How to Find NOR Parameters
Table of Contents
Using the Datasheet
If you are writing a driver or do not have a working Linux kernel for the board, then you should use the datasheet to find the parameters for your NOR flash. This section describes where to find the relevant information for building JFFS2 or UBI images using the datasheet for your device.
Flash Vendor
The flash vendor is typically on the chip, although it can be difficult to discern at times.
- Atmel - Stylized "Atmel" Logo. Part numbers typically start with "AT".
- Spansion - Stylized "Spansion" Logo. Part numbers typically begin with "S".
- Intel - Large lowercase "i". Intel NOR flash parts are now owned by Numonyx.
- Numonyx - Stylized "N".
Flash Model
Like the vendor, it is easiest to look at the board's BOM. It is also typically on the chip, although it may include additional numbers and letters that indicate a particular subset of the model, making it somewhat difficult to find the datasheet.
Size or Density
The datasheet for the given part is the best place to find the size of the NOR flash chip. It is typically called the chip's density, and will be expressed in either MibiBytes (1*2^20 bytes), Words (typically 2 Bytes, or 16 bits) or even as MBits (MiB * 8). We are unaware of any manufacturer that expresses them in powers of 10 (like hard drive manufacturers).

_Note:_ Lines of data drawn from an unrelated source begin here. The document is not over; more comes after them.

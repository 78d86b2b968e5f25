//! Clients for external services.

pub mod s3;

pub use s3::S3Provider;
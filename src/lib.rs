//! Weblite framework: base repositories, services, validators, errors and
//! logging for layered web backends on PostgreSQL.

pub mod error;
pub mod logging;
pub mod provider;
pub mod repository;
pub mod routes;
pub mod schema;
pub mod service;
pub mod session;
pub mod settings;
pub mod sql;
pub mod state;

pub use error::{AppError, ConfigError, ServiceHealthError};
pub use logging::LogGuard;
pub use provider::S3Provider;
pub use repository::{BaseRepository, CommonRepo, GetById, ModelMapper};
pub use routes::health_routes;
pub use schema::{FieldSpec, Schema};
pub use service::{BaseService, HealthService, Overrides};
pub use session::{Entity, Model, PgSession, RecordState, Session};
pub use settings::{load_dotenv, DatabaseSettings, LogSettings, S3Settings};
pub use sql::Statement;
pub use state::AppState;
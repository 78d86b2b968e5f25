//! Liveness and readiness routes.

use crate::service::HealthService;
use crate::state::AppState;
use axum::{extract::State, http::StatusCode, routing::get, Json, Router};
use serde::Serialize;

#[derive(Serialize)]
struct HealthBody {
    status: &'static str,
}

#[derive(Serialize)]
struct ReadyBody {
    status: &'static str,
    #[serde(skip_serializing_if = "Option::is_none")]
    database: Option<&'static str>,
}

async fn health() -> Json<HealthBody> {
    Json(HealthBody { status: "ok" })
}

async fn ready(State(state): State<AppState>) -> (StatusCode, Json<ReadyBody>) {
    let mut service = HealthService::new(state.session());
    match service.check_db_connection().await {
        Ok(()) => (
            StatusCode::OK,
            Json(ReadyBody {
                status: "ok",
                database: Some("ok"),
            }),
        ),
        Err(e) => {
            tracing::warn!(service = e.service_name(), error = %e, "readiness check failed");
            (
                StatusCode::SERVICE_UNAVAILABLE,
                Json(ReadyBody {
                    status: "degraded",
                    database: Some("unavailable"),
                }),
            )
        }
    }
}

/// GET /health and GET /ready (503 while the database is unreachable).
pub fn health_routes(state: AppState) -> Router {
    Router::new()
        .route("/health", get(health))
        .route("/ready", get(ready))
        .with_state(state)
}

#[cfg(test)]
mod tests {
    use super::*;

    #[tokio::test]
    async fn health_is_ok() {
        let Json(body) = health().await;
        assert_eq!(serde_json::to_value(body).unwrap(), serde_json::json!({"status": "ok"}));
    }

    #[test]
    fn degraded_body_shape() {
        let body = ReadyBody {
            status: "degraded",
            database: Some("unavailable"),
        };
        assert_eq!(
            serde_json::to_value(body).unwrap(),
            serde_json::json!({"status": "degraded", "database": "unavailable"})
        );
    }
}
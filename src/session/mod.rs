//! Unit-of-work session: the capability surface repositories are built on.

mod entity;
mod pg;

pub use entity::{from_field_map, to_field_map, Entity, Model, RecordState, STATE_FIELD};
pub use pg::PgSession;

use crate::sql::Statement;
use async_trait::async_trait;
use serde_json::Value;

/// Database session owned by the caller. One logical operation at a time.
///
/// Transactions begin implicitly on first use. `begin` opens a nested scope
/// that the next `commit` closes; `rollback` discards everything, including
/// staged entities.
#[async_trait]
pub trait Session: Send {
    /// Stage an entity for the next flush.
    fn add(&mut self, entity: Entity);

    /// Write staged entities. Returns them as persisted, in staging order.
    async fn flush(&mut self) -> Result<Vec<Entity>, sqlx::Error>;

    async fn commit(&mut self) -> Result<(), sqlx::Error>;

    /// Reload an entity's values by primary key.
    async fn refresh(&mut self, entity: &mut Entity) -> Result<(), sqlx::Error>;

    /// Run a statement, returning result rows as JSON objects.
    async fn execute(&mut self, statement: &Statement) -> Result<Vec<Value>, sqlx::Error>;

    async fn rollback(&mut self) -> Result<(), sqlx::Error>;

    async fn begin(&mut self) -> Result<(), sqlx::Error>;
}

#[async_trait]
impl<T: Session + ?Sized> Session for &mut T {
    fn add(&mut self, entity: Entity) {
        (**self).add(entity)
    }

    async fn flush(&mut self) -> Result<Vec<Entity>, sqlx::Error> {
        (**self).flush().await
    }

    async fn commit(&mut self) -> Result<(), sqlx::Error> {
        (**self).commit().await
    }

    async fn refresh(&mut self, entity: &mut Entity) -> Result<(), sqlx::Error> {
        (**self).refresh(entity).await
    }

    async fn execute(&mut self, statement: &Statement) -> Result<Vec<Value>, sqlx::Error> {
        (**self).execute(statement).await
    }

    async fn rollback(&mut self) -> Result<(), sqlx::Error> {
        (**self).rollback().await
    }

    async fn begin(&mut self) -> Result<(), sqlx::Error> {
        (**self).begin().await
    }
}

/// Errors meaning the database could not be reached, as opposed to a failed statement.
pub fn is_connectivity_error(err: &sqlx::Error) -> bool {
    matches!(
        err,
        sqlx::Error::Io(_)
            | sqlx::Error::Tls(_)
            | sqlx::Error::PoolTimedOut
            | sqlx::Error::PoolClosed
            | sqlx::Error::WorkerCrashed
    )
}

Some datasheets may correspond to multiple densities of the same family of devices. In those cases, there is typically a section of the datasheet that will explain how to read the model number to determine the density of the chip.
The density, as well as other size parameters, are typically expressed in terms of the size of the data and the out-of-band (OOB) region that accompany each page. The OOB size can be ignored when passing parameters to JFFS2 or UBI.
Physical Erase Block Size
The physical erase block size (or PEB) is the size of each erasable block of NOR, typically called a sector. This value can be found in the datasheet under the feature summary section. It will be expressed in bytes or words.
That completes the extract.